Student journalists are working with Sen. Brian Kavanagh and Assemblywoman Donna Lupardo to pass the Student Journalist Free Speech Act – legislation that would give students more autonomy over the content of their high school newspapers.
About 60 students came to the Capitol recently to celebrate Student Press Advocacy Day and meet with lawmakers to promote the legislation (S.2297/A.3097) that protects students from “administrative censorship.”
In many states including New York, school administrators have the authority to prohibit content from being published in school newspapers over the objection of student journalists. This bill would guarantee freedom of expression and freedom of the press to the student journalists by giving them final editorial control, rather than school administrators.
“Student Journalism is under attack” said Assemblywoman Donna Lupardo “We need to ensure that student journalists have the same protection as journalists”
The bill was inspired, in part, by recent headlines.
In April 2017, a group of six high school students from southeastern Kansas were writing an article about their new principal in the school newspaper when they discovered problems and discrepancies with her college degrees and credentials. Despite pressure from some adults to drop the story, the students persisted and the unqualified principal was forced to resign. The story made local and national news, including an account in The Washington Post.
Assemblywoman Nily Rozic spoke at Student Press Advocacy Day to say that freedom of expression should be fostered at the high school level so that students can learn about ethical journalism and civics.
“Your voices deserve to be heard, respected and appreciated” Rozic said. “Never be afraid to let your voice be heard.”

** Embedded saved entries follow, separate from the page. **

//! Stage three of the compact encoding: whitespace-free JSON text.

use serde_json::Value;

use super::CodecError;

/// Serialize with zero insignificant whitespace. Unicode is written as-is,
/// not `\u`-escaped.
pub fn minify(value: &Value) -> String {
    // Serializing a `Value` cannot fail: keys are always strings.
    serde_json::to_string(value).unwrap_or_default()
}

/// Parse text produced by [`minify`] (or any JSON text) back into a value.
pub fn parse_minified(text: &str) -> Result<Value, CodecError> {
    serde_json::from_str(text).map_err(|e| CodecError::InvalidJson(e.to_string()))
}
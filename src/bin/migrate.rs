//! `flexmem-migrate`: inspect and move the SQLite memory schema between
//! versions.

use std::path::{Path, PathBuf};

use anyhow::Context;
use clap::{Args, Parser, Subcommand};
use flexmem::migrations::{
    Migration, MigrationManager, MigrationPlan, backup_database, builtin_migrations,
    rotate_backups,
};
use rusqlite::Connection;
use tracing::info;
use tracing_subscriber::EnvFilter;

/// Schema migrations for the flexmem SQLite backend.
#[derive(Parser)]
#[command(name = "flexmem-migrate", version, about)]
struct Cli {
    /// SQLite database file.
    #[arg(long, env = "FLEXMEM_DB")]
    db: PathBuf,

    /// Load `NNN_name.up.sql` / `NNN_name.down.sql` pairs from this
    /// directory instead of the embedded catalog.
    #[arg(long)]
    migrations_dir: Option<PathBuf>,

    /// Print plans and history as JSON.
    #[arg(long, global = true)]
    json: bool,

    #[command(subcommand)]
    command: Command,
}

#[derive(Subcommand)]
enum Command {
    /// Show the current and latest version.
    Status {
        /// Also list applied migrations.
        #[arg(long)]
        history: bool,
    },

    /// List every known migration and whether it is applied.
    List,

    /// List applied migrations from the ledger.
    History,

    /// Apply pending migrations.
    Up(UpArgs),

    /// Roll back to an earlier version.
    Down {
        /// Version to end at; `0` removes every migration.
        #[arg(long)]
        target: u32,

        /// Show what would run without touching the database.
        #[arg(long)]
        dry_run: bool,
    },
}

#[derive(Args)]
struct UpArgs {
    /// Stop after this version instead of the latest.
    #[arg(long)]
    target: Option<u32>,

    /// Show what would run without touching the database.
    #[arg(long)]
    dry_run: bool,

    /// Snapshot the database here before applying anything.
    #[arg(long)]
    backup_dir: Option<PathBuf>,

    /// Backups to keep in `--backup-dir`.
    #[arg(long, default_value_t = 5, requires = "backup_dir")]
    keep_backups: usize,
}

fn main() -> anyhow::Result<()> {
    tracing_subscriber::fmt()
        .with_env_filter(
            EnvFilter::try_from_default_env().unwrap_or_else(|_| EnvFilter::new("flexmem=info")),
        )
        .init();

    let cli = Cli::parse();
    let conn = Connection::open(&cli.db)
        .with_context(|| format!("failed to open {}", cli.db.display()))?;
    let migrations = load_migrations(cli.migrations_dir.as_deref())?;
    let manager = MigrationManager::with_migrations(&conn, migrations)?;

    match cli.command {
        Command::Status { history } => status(&manager, history, cli.json),
        Command::List => list(&manager),
        Command::History => print_history(&manager, cli.json),
        Command::Up(args) => up(&conn, &manager, &args, cli.json),
        Command::Down { target, dry_run } => {
            let plan = manager.rollback(target, dry_run)?;
            print_plan(&plan, cli.json)
        }
    }
}

fn load_migrations(dir: Option<&Path>) -> anyhow::Result<Vec<Migration>> {
    match dir {
        Some(dir) => Migration::load_dir(dir)
            .with_context(|| format!("failed to load migrations from {}", dir.display())),
        None => Ok(builtin_migrations()),
    }
}

fn status(manager: &MigrationManager<'_>, history: bool, json: bool) -> anyhow::Result<()> {
    let current = manager.get_current_version()?;
    let pending = manager.get_pending_migrations()?;
    if json {
        let report = serde_json::json!({
            "current_version": current,
            "latest_version": manager.latest_version(),
            "pending": pending.iter().map(|m| m.id()).collect::<Vec<_>>(),
        });
        println!("{}", serde_json::to_string_pretty(&report)?);
    } else {
        println!("current version: {current}");
        println!("latest version:  {}", manager.latest_version());
        println!("pending:         {}", pending.len());
    }
    if history {
        print_history(manager, json)?;
    }
    Ok(())
}

fn list(manager: &MigrationManager<'_>) -> anyhow::Result<()> {
    let current = manager.get_current_version()?;
    for migration in manager.migrations() {
        let mark = if migration.version <= current { "x" } else { " " };
        println!("[{mark}] {}", migration.id());
    }
    Ok(())
}

fn print_history(manager: &MigrationManager<'_>, json: bool) -> anyhow::Result<()> {
    let history = manager.get_migration_history()?;
    if json {
        println!("{}", serde_json::to_string_pretty(&history)?);
        return Ok(());
    }
    if history.is_empty() {
        println!("no migrations applied");
    }
    for applied in history {
        println!(
            "{:03}_{}  {}",
            applied.version,
            applied.name,
            applied.applied_at.to_rfc3339()
        );
    }
    Ok(())
}

fn up(
    conn: &Connection,
    manager: &MigrationManager<'_>,
    args: &UpArgs,
    json: bool,
) -> anyhow::Result<()> {
    if !args.dry_run
        && let Some(dir) = &args.backup_dir
        && !manager.get_pending_migrations()?.is_empty()
    {
        let path = backup_database(conn, dir)?;
        let removed = rotate_backups(dir, args.keep_backups)?;
        info!(path = %path.display(), removed, "pre-migration backup written");
    }
    let plan = manager.migrate(args.dry_run, args.target)?;
    print_plan(&plan, json)
}

fn print_plan(plan: &MigrationPlan, json: bool) -> anyhow::Result<()> {
    if json {
        println!("{}", serde_json::to_string_pretty(plan)?);
        return Ok(());
    }
    if plan.is_noop() {
        println!("already at version {}", plan.from_version);
        return Ok(());
    }
    let verb = if plan.dry_run { "would run" } else { "ran" };
    for step in &plan.steps {
        println!(
            "{verb} {:03}_{} ({:?})",
            step.version, step.name, step.direction
        );
        if plan.dry_run {
            for statement in &step.statements {
                println!("    {statement};");
            }
        }
    }
    println!("version {} -> {}", plan.from_version, plan.to_version);
    Ok(())
}
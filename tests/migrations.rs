#![allow(clippy::unwrap_used, clippy::expect_used)]

use std::path::Path;

use flexmem::MemoryError;
use flexmem::migrations::{Migration, MigrationManager, backup_database};
use rusqlite::{Connection, params};

fn table_sql(conn: &Connection, table: &str) -> Option<String> {
    conn.query_row(
        "SELECT sql FROM sqlite_master WHERE type = 'table' AND name = ?1",
        params![table],
        |row| row.get(0),
    )
    .ok()
}

fn write_pair(dir: &Path, id: &str, up: &str, down: &str) {
    std::fs::write(dir.join(format!("{id}.up.sql")), up).expect("write up");
    std::fs::write(dir.join(format!("{id}.down.sql")), down).expect("write down");
}

#[test]
fn dry_run_on_fresh_database_leaves_version_zero() {
    let conn = Connection::open_in_memory().expect("open");
    let manager = MigrationManager::new(&conn);

    let plan = manager.migrate(true, None).expect("dry run");
    assert!(plan.dry_run);
    assert_eq!(plan.steps.len(), 3);
    assert!(plan.steps.iter().all(|s| !s.statements.is_empty()));

    assert_eq!(manager.get_current_version().expect("version"), 0);
    assert_eq!(table_sql(&conn, "facts"), None);
}

#[test]
fn migrate_twice_is_idempotent() {
    let dir = tempfile::tempdir().expect("tempdir");
    let conn = Connection::open(dir.path().join("memory.db")).expect("open");
    let manager = MigrationManager::new(&conn);

    manager.migrate(false, None).expect("first");
    let version = manager.get_current_version().expect("version");
    assert_eq!(version, manager.latest_version());

    let again = manager.migrate(false, None).expect("second");
    assert!(again.is_noop());
    assert_eq!(manager.get_current_version().expect("version"), version);
    assert_eq!(manager.get_migration_history().expect("history").len(), 3);
    assert!(manager.get_pending_migrations().expect("pending").is_empty());
}

#[test]
fn failing_migration_stops_the_chain_atomically() {
    let dir = tempfile::tempdir().expect("tempdir");
    write_pair(
        dir.path(),
        "001_create_notes",
        "CREATE TABLE notes (id INTEGER PRIMARY KEY, body TEXT NOT NULL);",
        "DROP TABLE notes;",
    );
    write_pair(
        dir.path(),
        "002_create_tags",
        "CREATE TABLE tags (id INTEGER PRIMARY KEY);\nCREATE TABLE tags_broken (id INTEGER PRIMARY KEY,);",
        "DROP TABLE IF EXISTS tags_broken;\nDROP TABLE tags;",
    );
    write_pair(
        dir.path(),
        "003_create_links",
        "CREATE TABLE links (id INTEGER PRIMARY KEY);",
        "DROP TABLE links;",
    );
    std::fs::write(dir.path().join("README.md"), "ignored").expect("write readme");

    let migrations = Migration::load_dir(dir.path()).expect("load");
    assert_eq!(migrations.len(), 3);

    let conn = Connection::open_in_memory().expect("open");
    let manager = MigrationManager::with_migrations(&conn, migrations).expect("manager");
    let err = manager.migrate(false, None).expect_err("002 must fail");
    assert!(matches!(err, MemoryError::Migration(_)), "{err}");

    assert_eq!(manager.get_current_version().expect("version"), 1);
    assert!(table_sql(&conn, "notes").is_some());
    assert_eq!(table_sql(&conn, "tags"), None, "partial DDL must roll back");
    assert_eq!(table_sql(&conn, "links"), None, "chain must stop");
}

#[test]
fn pre_existing_tables_keep_identical_ddl() {
    let conn = Connection::open_in_memory().expect("open");
    conn.execute_batch(
        "CREATE TABLE users (id TEXT PRIMARY KEY, display_name TEXT, created_at TEXT);
         CREATE INDEX idx_users_created ON users(created_at);",
    )
    .expect("seed");
    let before = table_sql(&conn, "users").expect("users ddl");

    let manager = MigrationManager::new(&conn);
    manager.migrate(false, None).expect("migrate");
    manager.rollback(0, false).expect("rollback");
    manager.migrate(false, None).expect("migrate again");

    assert_eq!(table_sql(&conn, "users").expect("users ddl"), before);
}

#[test]
fn relational_constraints_reject_out_of_range_rows() {
    let conn = Connection::open_in_memory().expect("open");
    MigrationManager::new(&conn)
        .migrate(false, None)
        .expect("migrate");

    let fact = conn.execute(
        "INSERT INTO facts (user_id, category, key, confidence, importance, updated_at, payload)
         VALUES ('u1', 'preferences', 'lang', 1.5, NULL, '2026-01-01T00:00:00Z', '{}')",
        [],
    );
    assert!(fact.is_err(), "confidence 1.5 must be rejected");

    let episode = conn.execute(
        "INSERT INTO episodes (id, user_id, episode_type, importance, occurred_at, payload)
         VALUES ('e1', 'u1', 'milestone', -1, '2026-01-01T00:00:00Z', '{}')",
        [],
    );
    assert!(episode.is_err(), "importance -1 must be rejected");

    let affinity = conn.execute(
        "INSERT INTO affinity (user_id, personality_name, points, level, last_interaction)
         VALUES ('u1', 'Nova', 150, 'best_friend', '2026-01-01T00:00:00Z')",
        [],
    );
    assert!(affinity.is_err(), "points 150 must be rejected");

    let category = conn.execute(
        "INSERT INTO facts (user_id, category, key, confidence, importance, updated_at, payload)
         VALUES ('u1', 'astrology', 'sign', 0.5, NULL, '2026-01-01T00:00:00Z', '{}')",
        [],
    );
    assert!(category.is_err(), "unknown category must be rejected");
}

#[test]
fn rollback_restores_pre_migration_shape() {
    let conn = Connection::open_in_memory().expect("open");
    let manager = MigrationManager::new(&conn);
    manager.migrate(false, None).expect("migrate");

    let plan = manager.rollback(1, false).expect("rollback");
    assert_eq!(plan.from_version, 3);
    assert_eq!(plan.to_version, 1);
    assert_eq!(
        plan.steps.iter().map(|s| s.version).collect::<Vec<_>>(),
        vec![3, 2]
    );
    assert!(table_sql(&conn, "facts").is_some());
    assert_eq!(table_sql(&conn, "episodes"), None);
    assert_eq!(table_sql(&conn, "affinity"), None);
    assert_eq!(manager.get_current_version().expect("version"), 1);

    let plan = manager.migrate(false, Some(2)).expect("partial");
    assert_eq!(plan.to_version, 2);
    assert!(table_sql(&conn, "episodes").is_some());
    assert_eq!(table_sql(&conn, "affinity"), None);
}

#[test]
fn malformed_migration_directories_are_rejected() {
    let missing_down = tempfile::tempdir().expect("tempdir");
    std::fs::write(missing_down.path().join("001_a.up.sql"), "SELECT 1;").expect("write");
    assert!(matches!(
        Migration::load_dir(missing_down.path()),
        Err(MemoryError::Migration(_))
    ));

    let duplicate = tempfile::tempdir().expect("tempdir");
    write_pair(duplicate.path(), "001_a", "SELECT 1;", "SELECT 1;");
    write_pair(duplicate.path(), "001_b", "SELECT 1;", "SELECT 1;");
    assert!(matches!(
        Migration::load_dir(duplicate.path()),
        Err(MemoryError::Migration(_))
    ));

    let bad_prefix = tempfile::tempdir().expect("tempdir");
    write_pair(bad_prefix.path(), "one_a", "SELECT 1;", "SELECT 1;");
    assert!(matches!(
        Migration::load_dir(bad_prefix.path()),
        Err(MemoryError::Migration(_))
    ));
}

#[test]
fn backup_snapshot_contains_migrated_schema() {
    let dir = tempfile::tempdir().expect("tempdir");
    let conn = Connection::open(dir.path().join("memory.db")).expect("open");
    MigrationManager::new(&conn)
        .migrate(false, None)
        .expect("migrate");

    let backup = backup_database(&conn, &dir.path().join("backups")).expect("backup");
    let copy = Connection::open(&backup).expect("open backup");
    assert_eq!(
        MigrationManager::new(&copy)
            .get_current_version()
            .expect("version"),
        3
    );
    assert!(table_sql(&copy, "affinity").is_some());
}
#[async_trait]
impl MemoryBackend for SqliteBackend {
    fn kind(&self) -> BackendKind {
        BackendKind::SqliteFlexible
    }

    async fn put_fact(&self, fact: &Fact, payload: String) -> Result<()> {
        let table = self.layout.facts.table.clone();
        let user_id = fact.user_id.clone();
        let category = fact.category.as_str();
        let key = fact.key.clone();
        let confidence = fact.confidence;
        let importance = fact.importance;
        let updated_at = format_timestamp(&fact.timestamp);
        self.handle
            .run(move |conn| {
                conn.execute(
                    &format!(
                        "INSERT OR REPLACE INTO {table} \
                         (user_id, category, key, confidence, importance, updated_at, payload) \
                         VALUES (?1, ?2, ?3, ?4, ?5, ?6, ?7)"
                    ),
                    params![user_id, category, key, confidence, importance, updated_at, payload],
                )?;
                Ok(())
            })
            .await
    }

    async fn list_facts(
        &self,
        user_id: &str,
        category: Option<FactCategory>,
    ) -> Result<Vec<String>> {
        let layout = self.layout.clone();
        let user_id = user_id.to_owned();
        let category = category.map(FactCategory::as_str);
        self.handle
            .run(move |conn| {
                let table = &layout.facts.table;
                let mut payloads = Vec::new();
                match layout.facts.strategy {
                    ReadStrategy::Indexed => {
                        let mut stmt = conn.prepare(&format!(
                            "SELECT payload FROM {table} \
                             WHERE user_id = ?1 AND (?2 IS NULL OR category = ?2) \
                             ORDER BY category, key"
                        ))?;
                        let rows = stmt.query_map(params![user_id, category], |row| row.get(0))?;
                        for r in rows {
                            payloads.push(r?);
                        }
                    }
                    ReadStrategy::ScanAndFilter => {
                        let mut stmt = conn.prepare(&format!(
                            "SELECT user_id, category, payload FROM {table}"
                        ))?;
                        let rows = stmt.query_map([], |row| {
                            Ok((
                                row.get::<_, String>(0)?,
                                row.get::<_, String>(1)?,
                                row.get::<_, String>(2)?,
                            ))
                        })?;
                        for r in rows {
                            let (uid, cat, payload) = r?;
                            if uid == user_id && category.is_none_or(|c| c == cat) {
                                payloads.push(payload);
                            }
                        }
                    }
                }
                Ok(payloads)
            })
            .await
    }

    async fn remove_fact(&self, user_id: &str, category: FactCategory, key: &str) -> Result<bool> {
        let table = self.layout.facts.table.clone();
        let user_id = user_id.to_owned();
        let key = key.to_owned();
        self.handle
            .run(move |conn| {
                let removed = conn.execute(
                    &format!("DELETE FROM {table} WHERE user_id = ?1 AND category = ?2 AND key = ?3"),
                    params![user_id, category.as_str(), key],
                )?;
                Ok(removed > 0)
            })
            .await
    }

    async fn put_episode(&self, episode: &Episode, payload: String) -> Result<()> {
        let table = self.layout.episodes.table.clone();
        let id = episode.id.clone();
        let user_id = episode.user_id.clone();
        let episode_type = episode.episode_type.as_str();
        let importance = episode.importance;
        let occurred_at = format_timestamp(&episode.timestamp);
        self.handle
            .run(move |conn| {
                conn.execute(
                    &format!(
                        "INSERT INTO {table} \
                         (id, user_id, episode_type, importance, occurred_at, payload) \
                         VALUES (?1, ?2, ?3, ?4, ?5, ?6)"
                    ),
                    params![id, user_id, episode_type, importance, occurred_at, payload],
                )?;
                Ok(())
            })
            .await
    }

    async fn list_episodes(
        &self,
        user_id: &str,
        min_importance: Option<f64>,
    ) -> Result<Vec<String>> {
        let layout = self.layout.clone();
        let user_id = user_id.to_owned();
        self.handle
            .run(move |conn| {
                let table = &layout.episodes.table;
                let mut payloads = Vec::new();
                match layout.episodes.strategy {
                    ReadStrategy::Indexed => {
                        let mut stmt = conn.prepare(&format!(
                            "SELECT payload FROM {table} \
                             WHERE user_id = ?1 AND (?2 IS NULL OR importance >= ?2) \
                             ORDER BY occurred_at, id"
                        ))?;
                        let rows =
                            stmt.query_map(params![user_id, min_importance], |row| row.get(0))?;
                        for r in rows {
                            payloads.push(r?);
                        }
                    }
                    ReadStrategy::ScanAndFilter => {
                        let mut stmt = conn.prepare(&format!(
                            "SELECT user_id, importance, payload FROM {table}"
                        ))?;
                        let rows = stmt.query_map([], |row| {
                            Ok((
                                row.get::<_, String>(0)?,
                                row.get::<_, f64>(1)?,
                                row.get::<_, String>(2)?,
                            ))
                        })?;
                        for r in rows {
                            let (uid, importance, payload) = r?;
                            if uid == user_id && min_importance.is_none_or(|m| importance >= m) {
                                payloads.push(payload);
                            }
                        }
                    }
                }
                Ok(payloads)
            })
            .await
    }

    async fn delete_episodes_before(
        &self,
        user_id: Option<&str>,
        cutoff: DateTime<Utc>,
    ) -> Result<usize> {
        let table = self.layout.episodes.table.clone();
        let user_id = user_id.map(str::to_owned);
        let cutoff = format_timestamp(&cutoff);
        self.handle
            .run(move |conn| {
                let removed = conn.execute(
                    &format!(
                        "DELETE FROM {table} WHERE occurred_at < ?1 AND (?2 IS NULL OR user_id = ?2)"
                    ),
                    params![cutoff, user_id],
                )?;
                Ok(removed)
            })
            .await
    }

    async fn add_affinity_points(
        &self,
        user_id: &str,
        personality_name: &str,
        delta: i64,
        interaction_type: &str,
        at: DateTime<Utc>,
    ) -> Result<Affinity> {
        let table = self.layout.affinity.table.clone();
        let user_id = user_id.to_owned();
        let personality_name = personality_name.to_owned();
        let interaction_type = interaction_type.to_owned();
        self.handle
            .run(move |conn| {
                // IMMEDIATE takes the write lock up front, so concurrent
                // writers in other processes serialize on the busy timeout.
                let tx = conn.transaction_with_behavior(TransactionBehavior::Immediate)?;
                let previous = select_affinity(&tx, &table, &user_id, &personality_name)?;
                let next = Affinity::accumulate(
                    previous.as_ref(),
                    &user_id,
                    &personality_name,
                    delta,
                    &interaction_type,
                    at,
                );
                tx.execute(
                    &format!(
                        "INSERT OR REPLACE INTO {table} \
                         (user_id, personality_name, points, level, last_interaction, interaction_type) \
                         VALUES (?1, ?2, ?3, ?4, ?5, ?6)"
                    ),
                    params![
                        next.user_id,
                        next.personality_name,
                        next.points,
                        next.level.as_str(),
                        format_timestamp(&next.last_interaction),
                        next.interaction_type,
                    ],
                )?;
                tx.commit()?;
                Ok(next)
            })
            .await
    }

    async fn get_affinity(
        &self,
        user_id: &str,
        personality_name: &str,
    ) -> Result<Option<Affinity>> {
        let table = self.layout.affinity.table.clone();
        let user_id = user_id.to_owned();
        let personality_name = personality_name.to_owned();
        self.handle
            .run(move |conn| select_affinity(conn, &table, &user_id, &personality_name))
            .await
    }
}
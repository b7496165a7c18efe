//! Size accounting for the compact encoding. Informational only.

use serde::Serialize;
use serde_json::{Map, Value};

use super::{encode_compact, minify};

/// Before/after byte counts for one record.
#[derive(Debug, Clone, Copy, PartialEq, Serialize)]
pub struct SizeReduction {
    /// Bytes of the full-key JSON object.
    pub original_size: usize,
    /// Bytes of the wire form.
    pub encoded_size: usize,
    /// `original_size - encoded_size`; negative when encoding grew the record.
    pub reduction_bytes: i64,
    /// Reduction as a percentage of `original_size`, `0.0` for empty input.
    pub reduction_percent: f64,
}

/// Compare a record's plain JSON size with `wire`, or with its canonical
/// compact encoding when no wire form is given.
pub fn get_size_reduction(record: &Map<String, Value>, wire: Option<&str>) -> SizeReduction {
    let original_size = minify(&Value::Object(record.clone())).len();
    let encoded_size = match wire {
        Some(w) => w.len(),
        None => encode_compact(record).len(),
    };
    let reduction_bytes = original_size as i64 - encoded_size as i64;
    let reduction_percent = if original_size == 0 {
        0.0
    } else {
        reduction_bytes as f64 * 100.0 / original_size as f64
    };
    SizeReduction {
        original_size,
        encoded_size,
        reduction_bytes,
        reduction_percent,
    }
}
//! The storage interface every backend adapter implements, and the factory
//! that picks one from configuration.
//!
//! Backends deal in opaque wire payloads for facts and episodes: the
//! [`MemoryStore`](super::store::MemoryStore) facade decides the encoding and
//! decodes on the way out. Affinity is the exception, because its update is
//! a read-modify-write that must happen at the datastore boundary.

use std::sync::Arc;

use async_trait::async_trait;
use chrono::{DateTime, Utc};
use tracing::info;

use crate::config::{BackendConfig, BackendKind, OptimizationConfig, StoreConfig};
use crate::error::{MemoryError, Result};
use crate::memory::kv::KvBackend;
use crate::memory::memory_kv::MemoryKv;
use crate::memory::redis_kv::RedisKv;
use crate::memory::sqlite::{SqliteBackend, SqliteHandle};
use crate::memory::types::{Affinity, Episode, Fact, FactCategory};

tokio::task_local! {
    /// When the facade call running on this task gives up. Blocking
    /// adapters read it so work abandoned by a timeout cannot commit later.
    pub(crate) static CALL_DEADLINE: tokio::time::Instant;
}

/// Deadline of the enclosing facade call, if any.
pub(crate) fn call_deadline() -> Option<std::time::Instant> {
    CALL_DEADLINE
        .try_with(|deadline| deadline.into_std())
        .ok()
}

/// Uniform create/read/delete semantics over one datastore family.
///
/// Every list operation returns `Ok(vec![])` only for a confirmed empty
/// result; failures to reach or read the datastore are errors.
#[async_trait]
pub trait MemoryBackend: Send + Sync {
    fn kind(&self) -> BackendKind;

    /// Upsert by `(user_id, category, key)`, fully replacing any prior row.
    async fn put_fact(&self, fact: &Fact, payload: String) -> Result<()>;

    /// Payloads of the user's facts, optionally restricted to one category.
    async fn list_facts(
        &self,
        user_id: &str,
        category: Option<FactCategory>,
    ) -> Result<Vec<String>>;

    /// True iff a fact existed and was removed.
    async fn remove_fact(&self, user_id: &str, category: FactCategory, key: &str) -> Result<bool>;

    /// Append an episode. Episode ids are never reused.
    async fn put_episode(&self, episode: &Episode, payload: String) -> Result<()>;

    /// Payloads of the user's episodes with `importance >= min_importance`.
    async fn list_episodes(&self, user_id: &str, min_importance: Option<f64>)
    -> Result<Vec<String>>;

    /// Remove episodes strictly older than `cutoff`, for one user or all.
    async fn delete_episodes_before(
        &self,
        user_id: Option<&str>,
        cutoff: DateTime<Utc>,
    ) -> Result<usize>;

    /// Accumulate `delta` points without losing concurrent updates.
    async fn add_affinity_points(
        &self,
        user_id: &str,
        personality_name: &str,
        delta: i64,
        interaction_type: &str,
        at: DateTime<Utc>,
    ) -> Result<Affinity>;

    async fn get_affinity(&self, user_id: &str, personality_name: &str)
    -> Result<Option<Affinity>>;
}

/// Construct the adapter named by `config`. Probing, connection and
/// credential checks all happen here, never on first use.
pub async fn open_backend(config: &StoreConfig) -> Result<Arc<dyn MemoryBackend>> {
    config.validate()?;
    let optimization = config.optimization.clone();
    let backend: Arc<dyn MemoryBackend> = match &config.backend {
        BackendConfig::SqliteFlexible(sqlite) => {
            let handle = SqliteHandle::open(&sqlite.path, sqlite.busy_timeout_ms)?;
            Arc::new(SqliteBackend::new(handle, sqlite).await?)
        }
        BackendConfig::RedisFlexible(redis) => {
            let store = RedisKv::connect(redis).await?;
            Arc::new(KvBackend::new(store, &redis.namespace, optimization).await?)
        }
        BackendConfig::InMemory(memory) => Arc::new(
            KvBackend::new(MemoryKv::new(), &memory.namespace, optimization).await?,
        ),
        BackendConfig::DynamodbFlexible(_)
        | BackendConfig::PostgresqlFlexible(_)
        | BackendConfig::MongodbFlexible(_) => {
            return Err(unsupported(config.backend.kind()));
        }
    };
    info!(backend = %backend.kind(), "memory backend ready");
    Ok(backend)
}

fn unsupported(kind: BackendKind) -> MemoryError {
    MemoryError::Configuration(format!(
        "backend `{kind}` is recognised but no adapter is compiled into this build"
    ))
}

/// Wire form for backends that store affinity rows as opaque values.
pub(crate) fn affinity_wire(affinity: &Affinity, optimization: &OptimizationConfig) -> String {
    let record = affinity.to_record();
    if crate::codec::should_compress(&record, optimization) {
        crate::codec::encode_compact_object(&record)
    } else {
        crate::codec::encode_plain(&record)
    }
}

The Student Journalist Free Speech Act does not allow the publication of content that is libelous or an invasion of privacy. Content that might incite students to break the law, violate school policies, or disrupt the orderly operation of the school is also not protected under the bill.
Instead, the aim of the bill is to prohibit prior restraint by school administrators and to put the legal burden on school officials to demonstrate why content should be banned.
The bill also specifically states that faculty who serve as advisers to student newspapers cannot be fired or punished in any way for assisting student journalists with controversial news stories.
The legislation is supported by the New York Public Interest Research Group. It currently resides in the Education Committees in both the Senate and Assembly.
“This is a nonpartisan issue from start to finish,” Kavanagh said. “New York State students deserve full access to their First Amendment rights.”